Xu Jiang’s works are oriented toward history. We see that he never ceases to use words to deepen the meaning of his works and thereby transcend the limitations inherent in the image. In so doing he re-emphasizes the traditional importance of painting and poetry. In the realm of contemporary art very few have the courage to marry these two together.

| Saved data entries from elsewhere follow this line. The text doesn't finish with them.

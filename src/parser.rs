//! Surface syntax: tokens, definitions, and the terms they parse into.
//!
//! A source file is a sequence of definitions `Name = body`; a body
//! extends to the token before the next `=`. Abstractions are written
//! `\x body` or `λx body` and swallow the rest of their scope; `;`
//! applies everything on its left to everything on its right;
//! application is otherwise left-associative. Global names start with an
//! uppercase letter, variables with a lowercase one, integer literals
//! with a digit.

use crate::compiler::Term;
use num_bigint::BigInt;
use std::rc::Rc;
use thiserror::Error;

/// Source position of a token or node.
#[derive(Clone, Debug, PartialEq, Eq)]
pub struct FileInfo {
    pub filename: Rc<str>,
    pub line: u32,
    pub column: u32,
}

/// Metadata attached to every parsed node: the display name and, when
/// known, where it came from. The evaluator never looks inside; only the
/// printer and diagnostics do.
#[derive(Clone, Debug)]
pub struct MetaInfo {
    pub name: String,
    pub file_info: Option<FileInfo>,
}

pub type Meta = Rc<MetaInfo>;

#[derive(Clone, Debug, Error)]
#[error("{message}")]
pub struct ParseError {
    pub file_info: Option<FileInfo>,
    pub message: String,
}

#[derive(Clone, Debug)]
pub struct Token {
    pub file_info: FileInfo,
    pub text: String,
}

/// Split source text into tokens, tracking line and column per token.
/// `( ) \ λ ;` are single-rune tokens; whitespace only separates.
pub fn tokenize(filename: &str, src: &str) -> Vec<Token> {
    let filename: Rc<str> = Rc::from(filename);
    let mut tokens = Vec::new();
    let mut token = String::new();
    let mut token_line = 1u32;
    let mut token_column = 1u32;
    let mut line = 1u32;
    let mut column = 1u32;

    for ch in src.chars() {
        let special = matches!(ch, '(' | ')' | '\\' | 'λ' | ';');
        if ch.is_whitespace() || special {
            if !token.is_empty() {
                tokens.push(Token {
                    file_info: FileInfo {
                        filename: filename.clone(),
                        line: token_line,
                        column: token_column,
                    },
                    text: std::mem::take(&mut token),
                });
            }
            if special {
                tokens.push(Token {
                    file_info: FileInfo { filename: filename.clone(), line, column },
                    text: ch.to_string(),
                });
            }
        } else {
            if token.is_empty() {
                token_line = line;
                token_column = column;
            }
            token.push(ch);
        }
        if ch == '\n' {
            line += 1;
            column = 1;
        } else {
            column += 1;
        }
    }
    if !token.is_empty() {
        tokens.push(Token {
            file_info: FileInfo { filename, line: token_line, column: token_column },
            text: token,
        });
    }

    tokens
}

/// Parse a whole file of definitions, in source order.
pub fn definitions(filename: &str, src: &str) -> Result<Vec<(String, Term<Meta>)>, ParseError> {
    let toks = tokenize(filename, src);
    let mut defs = Vec::new();
    let mut rest: &[Token] = &toks;
    while !rest.is_empty() {
        let (name, node, ends) = definition(rest)?;
        defs.push((name, node));
        rest = &rest[ends..];
    }
    Ok(defs)
}

/// Parse a single expression covering the whole input.
pub fn single(filename: &str, src: &str) -> Result<Term<Meta>, ParseError> {
    let toks = tokenize(filename, src);
    single_from_tokens(&toks)?.ok_or_else(|| ParseError {
        file_info: None,
        message: "no expression".to_string(),
    })
}

fn definition(toks: &[Token]) -> Result<(String, Term<Meta>, usize), ParseError> {
    if toks.len() < 3 || toks[1].text != "=" {
        return Err(ParseError {
            file_info: toks.first().map(|t| t.file_info.clone()),
            message: "no or invalid definition".to_string(),
        });
    }
    let name = toks[0].text.clone();
    if !name.chars().next().is_some_and(char::is_uppercase) {
        return Err(err(&toks[0], &format!("invalid global name '{name}'")));
    }
    // The body runs to the token before the next '=' (that token is the
    // next definition's name). The scan starts past the first body token
    // so a stray leading '=' cannot produce an empty split.
    let mut ends = toks.len();
    for i in 3..toks.len() {
        if toks[i].text == "=" {
            ends = i - 1;
            break;
        }
    }
    let node = single_from_tokens(&toks[2..ends])?
        .ok_or_else(|| err(&toks[0], &format!("no expression in definition of '{name}'")))?;
    Ok((name, node, ends))
}

fn single_from_tokens(toks: &[Token]) -> Result<Option<Term<Meta>>, ParseError> {
    let mut node: Option<Term<Meta>> = None;
    let mut i = 0usize;

    while i < toks.len() {
        let tok = &toks[i];
        let right = match tok.text.as_str() {
            "(" => {
                let len = matching_paren(&toks[i + 1..])
                    .ok_or_else(|| err(tok, "no matching right parenthesis"))?;
                let inner = single_from_tokens(&toks[i + 1..i + 1 + len])?
                    .ok_or_else(|| err(tok, "no expression inside parenthesis"))?;
                i += 1 + len;
                inner
            }
            ")" => return Err(err(tok, "no matching left parenthesis")),
            "\\" | "λ" => {
                if i + 1 >= toks.len() {
                    return Err(err(tok, &format!("no binding after '{}'", tok.text)));
                }
                let bound_tok = &toks[i + 1];
                let bound = bound_tok.text.clone();
                if !bound.chars().next().is_some_and(char::is_lowercase) {
                    return Err(err(bound_tok, &format!("invalid bound name '{bound}'")));
                }
                let body = single_from_tokens(&toks[i + 2..])?
                    .ok_or_else(|| err(tok, "no body in abstraction"))?;
                let abst = Term::Abst {
                    bound: bound.clone(),
                    body: Box::new(body),
                    meta: Rc::new(MetaInfo {
                        name: bound,
                        file_info: Some(tok.file_info.clone()),
                    }),
                };
                return Ok(Some(wrap_appl(node, abst)));
            }
            ";" => {
                let after = single_from_tokens(&toks[i + 1..])?
                    .ok_or_else(|| err(tok, "no expression after ';'"))?;
                return Ok(Some(wrap_appl(node, after)));
            }
            text => {
                let first = text.chars().next().expect("tokens are never empty");
                let meta = Rc::new(MetaInfo {
                    name: text.to_string(),
                    file_info: Some(tok.file_info.clone()),
                });
                if first.is_ascii_digit() {
                    let value = text
                        .parse::<BigInt>()
                        .map_err(|_| err(tok, &format!("invalid integer literal '{text}'")))?;
                    Term::Int { value, meta }
                } else if first.is_uppercase() {
                    Term::Global { name: text.to_string(), meta }
                } else {
                    Term::Var { name: text.to_string(), meta }
                }
            }
        };
        node = Some(wrap_appl(node, right));
        i += 1;
    }

    Ok(node)
}

/// Index of the `)` closing the scope the slice starts inside of.
fn matching_paren(toks: &[Token]) -> Option<usize> {
    let mut nest = 1i32;
    for (i, tok) in toks.iter().enumerate() {
        match tok.text.as_str() {
            "(" => nest += 1,
            ")" => nest -= 1,
            _ => {}
        }
        if nest == 0 {
            return Some(i);
        }
    }
    None
}

fn wrap_appl(left: Option<Term<Meta>>, right: Term<Meta>) -> Term<Meta> {
    match left {
        None => right,
        Some(left) => {
            let meta = left.meta().clone();
            Term::Appl {
                left: Box::new(left),
                right: Box::new(right),
                meta,
            }
        }
    }
}

fn err(tok: &Token, message: &str) -> ParseError {
    ParseError {
        file_info: Some(tok.file_info.clone()),
        message: message.to_string(),
    }
}

#[cfg(test)]
mod tests {
    use super::*;

    #[test]
    fn tokenize_tracks_positions() {
        let toks = tokenize("t.lam", "I = \\x x\nK = λa λb a");
        let texts: Vec<&str> = toks.iter().map(|t| t.text.as_str()).collect();
        assert_eq!(texts, ["I", "=", "\\", "x", "x", "K", "=", "λ", "a", "λ", "b", "a"]);
        assert_eq!((toks[0].file_info.line, toks[0].file_info.column), (1, 1));
        assert_eq!((toks[2].file_info.line, toks[2].file_info.column), (1, 5));
        assert_eq!((toks[5].file_info.line, toks[5].file_info.column), (2, 1));
        assert_eq!(&*toks[0].file_info.filename, "t.lam");
    }

    #[test]
    fn parse_definitions_splits_on_equals() {
        let defs = definitions("t.lam", "I = \\x x\nK = \\a \\b a").unwrap();
        assert_eq!(defs.len(), 2);
        assert_eq!(defs[0].0, "I");
        assert_eq!(defs[1].0, "K");
        match &defs[1].1 {
            Term::Abst { bound, .. } => assert_eq!(bound, "a"),
            other => panic!("expected an abstraction, got {other:?}"),
        }
    }

    #[test]
    fn application_is_left_associative() {
        let term = single("t.lam", "f x y").unwrap();
        match term {
            Term::Appl { left, right, .. } => {
                assert!(matches!(*right, Term::Var { ref name, .. } if name == "y"));
                assert!(matches!(*left, Term::Appl { .. }));
            }
            other => panic!("expected an application, got {other:?}"),
        }
    }

    #[test]
    fn semicolon_breaks_association() {
        // f ; g x is f (g x), not ((f g) x).
        let term = single("t.lam", "f ; g x").unwrap();
        match term {
            Term::Appl { left, right, .. } => {
                assert!(matches!(*left, Term::Var { ref name, .. } if name == "f"));
                assert!(matches!(*right, Term::Appl { .. }));
            }
            other => panic!("expected an application, got {other:?}"),
        }
    }

    #[test]
    fn case_of_first_letter_classifies_names() {
        let term = single("t.lam", "Global local 42").unwrap();
        let Term::Appl { left, right, .. } = term else {
            panic!("expected an application");
        };
        assert!(matches!(*right, Term::Int { .. }));
        let Term::Appl { left, right, .. } = *left else {
            panic!("expected an application");
        };
        assert!(matches!(*left, Term::Global { .. }));
        assert!(matches!(*right, Term::Var { .. }));
    }

    #[test]
    fn abstraction_swallows_its_scope() {
        // \x x y parses as λx (x y), not (λx x) y.
        let term = single("t.lam", "\\x x y").unwrap();
        match term {
            Term::Abst { body, .. } => assert!(matches!(*body, Term::Appl { .. })),
            other => panic!("expected an abstraction, got {other:?}"),
        }
    }

    #[test]
    fn rejects_invalid_bound_names() {
        let e = single("t.lam", "\\X X").unwrap_err();
        assert_eq!(e.message, "invalid bound name 'X'");
        let fi = e.file_info.unwrap();
        assert_eq!((fi.line, fi.column), (1, 2));
    }

    #[test]
    fn rejects_unbalanced_parens() {
        let e = single("t.lam", "(x").unwrap_err();
        assert_eq!(e.message, "no matching right parenthesis");
        let e = single("t.lam", "x)").unwrap_err();
        assert_eq!(e.message, "no matching left parenthesis");
    }

    #[test]
    fn rejects_lowercase_definition_names() {
        let e = definitions("t.lam", "x = y").unwrap_err();
        assert_eq!(e.message, "invalid global name 'x'");
        let fi = e.file_info.unwrap();
        assert_eq!((fi.line, fi.column), (1, 1));
    }

    #[test]
    fn rejects_malformed_integer_literals() {
        let e = single("t.lam", "5x").unwrap_err();
        assert_eq!(e.message, "invalid integer literal '5x'");
    }

    #[test]
    fn rejects_empty_definitions() {
        let e = definitions("t.lam", "A = B = \\x x").unwrap_err();
        assert_eq!(e.message, "no expression in definition of 'A'");
    }
}
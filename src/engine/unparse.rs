use crate::arena::{Free, FreeId, Graph, Node, NodeId};
use crate::engine::primitives::{binop_name, cmpop_name};
use num_bigint::BigInt;

/// Render a runtime expression in parenthesized λ-notation. `repr` turns
/// node metadata into a display name. Rendering never reduces; an
/// application that has memoized its result renders through the memo.
pub fn show_expr<M, F: Fn(&M) -> String>(g: &Graph<M>, repr: &F, id: NodeId) -> String {
    render(g, repr, Item::Node(id))
}

/// Render a free expression. Abstraction bodies stay in this form until
/// applied, so the runtime renderer defers here for closure bodies.
pub fn show_free<M, F: Fn(&M) -> String>(g: &Graph<M>, repr: &F, ir: FreeId) -> String {
    render(g, repr, Item::Free(ir))
}

enum Item {
    Node(NodeId),
    Free(FreeId),
    Text(&'static str),
}

fn render<M, F: Fn(&M) -> String>(g: &Graph<M>, repr: &F, start: Item) -> String {
    let mut out = String::new();
    let mut stack: Vec<Item> = vec![start];

    while let Some(item) = stack.pop() {
        match item {
            Item::Text(s) => out.push_str(s),
            Item::Node(id) => match g.get(id) {
                Node::Ref { meta, .. } => out.push_str(&repr(meta)),
                Node::Abst { body, meta, .. } => {
                    out.push_str("(λ");
                    out.push_str(&repr(meta));
                    out.push(' ');
                    stack.push(Item::Text(")"));
                    stack.push(Item::Free(*body));
                }
                Node::Appl { left, right, memo, .. } => {
                    if *left == NodeId::NULL {
                        stack.push(Item::Node(*memo));
                    } else {
                        stack.push(Item::Text(")"));
                        stack.push(Item::Node(*right));
                        stack.push(Item::Text(" "));
                        stack.push(Item::Node(*left));
                        stack.push(Item::Text("("));
                    }
                }
                Node::Int { value } => out.push_str(&value.to_str_radix(10)),
                Node::BinOp { op, first } => push_op(&mut out, binop_name(*op), first),
                Node::CmpOp { op, first } => push_op(&mut out, cmpop_name(*op), first),
            },
            Item::Free(ir) => match g.free(ir) {
                Free::Var { meta } | Free::Ref { meta, .. } => out.push_str(&repr(meta)),
                Free::Abst { body, meta, .. } => {
                    out.push_str("(λ");
                    out.push_str(&repr(meta));
                    out.push(' ');
                    stack.push(Item::Text(")"));
                    stack.push(Item::Free(*body));
                }
                Free::Appl { left, right, .. } => {
                    stack.push(Item::Text(")"));
                    stack.push(Item::Free(*right));
                    stack.push(Item::Text(" "));
                    stack.push(Item::Free(*left));
                    stack.push(Item::Text("("));
                }
                Free::Int { value } => out.push_str(&value.to_str_radix(10)),
                Free::BinOp { op } => out.push_str(binop_name(*op)),
                Free::CmpOp { op } => out.push_str(cmpop_name(*op)),
            },
        }
    }

    out
}

fn push_op(out: &mut String, name: &str, first: &Option<BigInt>) {
    match first {
        Some(value) => {
            out.push('(');
            out.push_str(name);
            out.push(' ');
            out.push_str(&value.to_str_radix(10));
            out.push(')');
        }
        None => out.push_str(name),
    }
}
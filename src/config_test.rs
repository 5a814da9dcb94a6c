#![allow(clippy::float_cmp)]

use super::*;

#[test]
fn pull_options_default_matches_constants() {
    let opts = PullOptions::default();
    assert_eq!(opts.threshold, 110.0);
    assert_eq!(opts.resistance, 2.5);
    assert_eq!(opts.min_spinner_ms, 800);
    assert_eq!(opts.settle_ms, 200);
}

#[test]
fn from_dataset_reads_threshold_and_resistance() {
    let opts = PullOptions::from_dataset(Some("80"), Some(" 3 "));
    assert_eq!(opts.threshold, 80.0);
    assert_eq!(opts.resistance, 3.0);
    assert_eq!(opts.min_spinner_ms, DEFAULT_MIN_SPINNER_MS);
}

#[test]
fn from_dataset_ignores_garbage_and_non_positive_values() {
    let opts = PullOptions::from_dataset(Some("tall"), Some("0"));
    assert_eq!(opts, PullOptions::default());

    let opts = PullOptions::from_dataset(Some("-20"), Some("NaN"));
    assert_eq!(opts, PullOptions::default());
}

#[test]
fn from_dataset_with_nothing_is_default() {
    assert_eq!(PullOptions::from_dataset(None, None), PullOptions::default());
}

#[test]
fn routes_map_root_and_home_to_home_link() {
    let home: Vec<_> = ROUTES.iter().filter(|(_, id)| *id == HOME_LINK_ID).map(|(p, _)| *p).collect();
    assert_eq!(home, vec!["/", "/home"]);
}

#[test]
fn routes_paths_are_unique() {
    for (i, (a, _)) in ROUTES.iter().enumerate() {
        for (b, _) in &ROUTES[i + 1..] {
            assert_ne!(a, b);
        }
    }
}
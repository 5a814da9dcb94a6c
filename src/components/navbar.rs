//! Keeps the offcanvas navigation's active link in sync with the URL.

use std::rc::Rc;

use wasm_bindgen::JsCast;
use web_sys::{Element, HtmlAnchorElement};

use crate::config::{NAV_LINK_SELECTOR, NAV_PANEL_ID};
use crate::state::nav::{self, NavLink, NavUpdate, RouteTable};
use crate::util::listener::Listener;
use crate::util::{bootstrap, dom};

pub struct Navbar {
    listeners: Vec<Listener>,
}

impl Navbar {
    /// Highlight the current route and wire link clicks and `popstate`.
    pub fn init(table: RouteTable) -> Self {
        let table = Rc::new(table);
        sync_from_location(&table);

        let mut listeners = Vec::new();
        let elements = dom::query_document(NAV_LINK_SELECTOR);
        let links = snapshot(&elements);
        for (index, (element, link)) in elements.iter().zip(&links).enumerate() {
            if link.is_logout() {
                continue;
            }
            let rendered = links.clone();
            match Listener::new(element, "click", move |_| on_link_click(&rendered, index)) {
                Ok(listener) => listeners.push(listener),
                Err(err) => log::warn!("nav: {err}"),
            }
        }

        if let Ok(window) = dom::window() {
            let table = Rc::clone(&table);
            match Listener::new(&window, "popstate", move |_| sync_from_location(&table)) {
                Ok(listener) => listeners.push(listener),
                Err(err) => log::warn!("nav: {err}"),
            }
        }
        log::debug!("nav: mounted with {} links", elements.len());
        Self { listeners }
    }

    pub fn teardown(&mut self) {
        for listener in &mut self.listeners {
            listener.detach();
        }
        self.listeners.clear();
    }
}

fn snapshot(elements: &[Element]) -> Vec<NavLink> {
    elements
        .iter()
        .map(|el| {
            let path = el
                .dyn_ref::<HtmlAnchorElement>()
                .map(HtmlAnchorElement::pathname)
                .unwrap_or_default();
            NavLink::new(Some(el.id().as_str()), &path)
        })
        .collect()
}

fn current_path() -> Option<String> {
    let location = dom::window().ok()?.location();
    location.pathname().ok()
}

/// Resolve from the URL; used on load and on back/forward navigation.
fn sync_from_location(table: &RouteTable) {
    let Some(path) = current_path() else {
        return;
    };
    let elements = dom::query_document(NAV_LINK_SELECTOR);
    let update = table.resolve(&path, &snapshot(&elements));
    apply(&elements, update);
}

fn on_link_click(links: &[NavLink], index: usize) {
    let Some(outcome) = nav::on_click(links, index) else {
        return;
    };
    apply(&dom::query_document(NAV_LINK_SELECTOR), outcome.update);
    if outcome.close_panel {
        close_panel();
    }
}

fn apply(elements: &[Element], update: NavUpdate) {
    if update == NavUpdate::Unchanged {
        return;
    }
    for el in elements {
        dom::set_class(el, "active", false);
        dom::remove_attr(el, "aria-current");
    }
    if let NavUpdate::Activate(index) = update {
        match elements.get(index) {
            Some(el) => {
                dom::set_class(el, "active", true);
                dom::set_attr(el, "aria-current", "page");
            }
            None => log::debug!("nav: link {index} vanished before activation"),
        }
    }
}

fn close_panel() {
    let Some(panel) = dom::document().ok().and_then(|doc| doc.get_element_by_id(NAV_PANEL_ID)) else {
        return;
    };
    if let Err(err) = bootstrap::hide_offcanvas(&panel) {
        log::warn!("nav: closing panel failed: {err}");
    }
}
//! Password field show/hide state.
//!
//! The field's own `type` attribute is the only state; `toggle` maps it to
//! the next type plus the icon and label that describe the following action.

#[cfg(test)]
#[path = "password_test.rs"]
mod password_test;

pub const SHOW_LABEL: &str = "Show password";
pub const HIDE_LABEL: &str = "Hide password";
pub const SHOW_ICON: &str = "bi bi-eye";
pub const HIDE_ICON: &str = "bi bi-eye-slash";

#[derive(Clone, Copy, Debug, PartialEq, Eq)]
pub enum FieldMode {
    Masked,
    Plain,
}

impl FieldMode {
    #[must_use]
    pub fn from_input_type(input_type: &str) -> Self {
        if input_type.eq_ignore_ascii_case("password") { Self::Masked } else { Self::Plain }
    }

    #[must_use]
    pub fn input_type(self) -> &'static str {
        match self {
            Self::Masked => "password",
            Self::Plain => "text",
        }
    }
}

/// Icon and accessible label for the toggle button.
#[derive(Clone, Copy, Debug, PartialEq, Eq)]
pub struct ToggleView {
    pub icon_class: &'static str,
    pub label: &'static str,
}

impl ToggleView {
    /// View for a field currently in `mode`.
    #[must_use]
    pub fn for_mode(mode: FieldMode) -> Self {
        match mode {
            FieldMode::Masked => Self { icon_class: SHOW_ICON, label: SHOW_LABEL },
            FieldMode::Plain => Self { icon_class: HIDE_ICON, label: HIDE_LABEL },
        }
    }
}

/// Flip `current` and describe the button for the new mode.
#[must_use]
pub fn toggle(current: FieldMode) -> (FieldMode, ToggleView) {
    let next = match current {
        FieldMode::Masked => FieldMode::Plain,
        FieldMode::Plain => FieldMode::Masked,
    };
    (next, ToggleView::for_mode(next))
}
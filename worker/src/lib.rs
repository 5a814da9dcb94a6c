//! Offline cache manager for the HubSync service worker.
//!
//! The policy is pure and runs natively in tests; the `browser` feature adds
//! the service-worker entry point that wires it to the scope's events.
//!
//! | Module | Role |
//! |---|---|
//! | `manifest` | Cache generation name and precache list |
//! | `policy` | Request classification and synthetic fallbacks |
//! | `store` | Cache and network seams |
//! | `lifecycle` | `install`, `activate`, `respond` |
//!
//! EVENTS
//! ======
//! `install` precaches and skips waiting. `activate` deletes old generations
//! and claims open pages. `fetch` answers every GET; everything else goes
//! straight to the network.

pub mod error;
pub mod lifecycle;
pub mod manifest;
pub mod policy;
pub mod store;

#[cfg(feature = "browser")]
mod js;

#[cfg(feature = "browser")]
mod entry {
    use wasm_bindgen::prelude::*;
    use wasm_bindgen_futures::{JsFuture, future_to_promise};
    use web_sys::{ExtendableEvent, FetchEvent, ServiceWorkerGlobalScope};

    use crate::js::{self, BrowserCaches, EventNetwork};
    use crate::lifecycle;
    use crate::manifest::CacheManifest;

    fn listen(scope: &ServiceWorkerGlobalScope, event: &str, handler: impl FnMut(JsValue) + 'static) {
        let callback = Closure::<dyn FnMut(JsValue)>::new(handler);
        if let Err(err) = scope.add_event_listener_with_callback(event, callback.as_ref().unchecked_ref()) {
            log::error!("sw: registering {event} failed: {err:?}");
        }
        callback.forget();
    }

    fn on_install(scope: ServiceWorkerGlobalScope, event: ExtendableEvent) {
        let work = future_to_promise(async move {
            let caches = BrowserCaches::new(&scope).map_err(|err| JsValue::from_str(&err.to_string()))?;
            let report = lifecycle::install(&caches, &CacheManifest::default())
                .await
                .map_err(|err| JsValue::from_str(&err.to_string()))?;
            log::debug!("sw: skipped during install: {:?}", report.skipped);
            JsFuture::from(scope.skip_waiting()?).await?;
            Ok(JsValue::UNDEFINED)
        });
        if let Err(err) = event.wait_until(&work) {
            log::error!("sw: install wait_until failed: {err:?}");
        }
    }

    fn on_activate(scope: ServiceWorkerGlobalScope, event: ExtendableEvent) {
        let work = future_to_promise(async move {
            let caches = BrowserCaches::new(&scope).map_err(|err| JsValue::from_str(&err.to_string()))?;
            match lifecycle::activate(&caches, &CacheManifest::default().cache_name).await {
                Ok(deleted) => log::debug!("sw: {} old generations removed", deleted.len()),
                Err(err) => log::warn!("sw: {err}"),
            }
            JsFuture::from(scope.clients().claim()).await?;
            Ok(JsValue::UNDEFINED)
        });
        if let Err(err) = event.wait_until(&work) {
            log::error!("sw: activate wait_until failed: {err:?}");
        }
    }

    fn on_fetch(scope: ServiceWorkerGlobalScope, event: FetchEvent) {
        let request = event.request();
        let described = js::describe(&request);
        if crate::policy::classify(&described) == crate::policy::Strategy::Passthrough {
            return;
        }
        let reply = future_to_promise(async move {
            let caches = BrowserCaches::new(&scope).map_err(|err| JsValue::from_str(&err.to_string()))?;
            let network = EventNetwork::new(scope, request);
            let manifest = CacheManifest::default();
            match lifecycle::respond(&caches, &network, &manifest, &described).await {
                Some(reply) => js::into_response(reply).map(JsValue::from),
                None => Err(JsValue::from_str("request not intercepted")),
            }
        });
        if let Err(err) = event.respond_with(&reply) {
            log::warn!("sw: respond_with failed: {err:?}");
        }
    }

    #[wasm_bindgen(start)]
    pub fn start() {
        console_error_panic_hook::set_once();
        if let Err(err) = console_log::init_with_level(log::Level::Debug) {
            web_sys::console::warn_1(&JsValue::from_str(&err.to_string()));
        }

        let scope: ServiceWorkerGlobalScope = match js_sys::global().dyn_into() {
            Ok(scope) => scope,
            Err(_) => {
                log::warn!("sw: not running in a service worker scope");
                return;
            }
        };

        let install_scope = scope.clone();
        listen(&scope, "install", move |event: JsValue| {
            on_install(install_scope.clone(), event.unchecked_into());
        });
        let activate_scope = scope.clone();
        listen(&scope, "activate", move |event: JsValue| {
            on_activate(activate_scope.clone(), event.unchecked_into());
        });
        let fetch_scope = scope.clone();
        listen(&scope, "fetch", move |event: JsValue| {
            on_fetch(fetch_scope.clone(), event.unchecked_into());
        });
        log::info!("sw: {} ready", crate::manifest::CACHE_NAME);
    }
}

When dedicating observation to the re-constitution of observation itself, is the situation also thus? Once the course is set, at the center appears an unfillable emptiness, that is to say, an “other”:

This otherness, this
“Not-being-us” is all
There is to look at
In the mirror, though no one can say
How it came to be this way.

If we conclude that meaning is formed only by observation, then it cannot simultaneously provide a position for the viewer who stands outside “observation.” What is needed is sōzein ta phainónmena (salvation of phenomena), or, rather, complete identity with experience. This kind of contradiction in creation produces a new relationship between viewer and image. In order to elaborate this new relationship, we point ourselves down the unending return path. Perhaps “sundered observation” includes not only Occam’s Razor, but another kind of metaphorical iconology as well: “observation” as an arrow. A chapter from the Treatise on Art and Literature quotes The Duke of Tai’s Art of War as saying, “The divinity of the arrow is called observation.” Thus, a chapter in the Daoist Classic of Bao Bu Zi says: “The arrow’s observation, that is the star of Zhang.” The Zhang star is located in the eighteenth constellation, the Zhu Que star is located in the seventh constellation, thus the Book of Heaven in the Classic of History states: “Zhang and Su, in the kitchen treating guests to a cup.” Sima Lu states, “Su, that is a kind of food,” while the Er Ya dictionary has, “Zhang and Su, the bird’s neck.” Guo Pu says, “Su, that is where birds eat.” Zhang Shoujie said, “The sixth star is Zhang and six, that is Su, and so the master of the celestial kitchen bestows upon the guest a cup.” As you can see, no matter what object our mind’s arrow seeks out, that is the direction in which divinity gallops. Xu Jiang’s observations, like those of Plato before him, provide the “Eye” inside a sumptuous spiritual feast.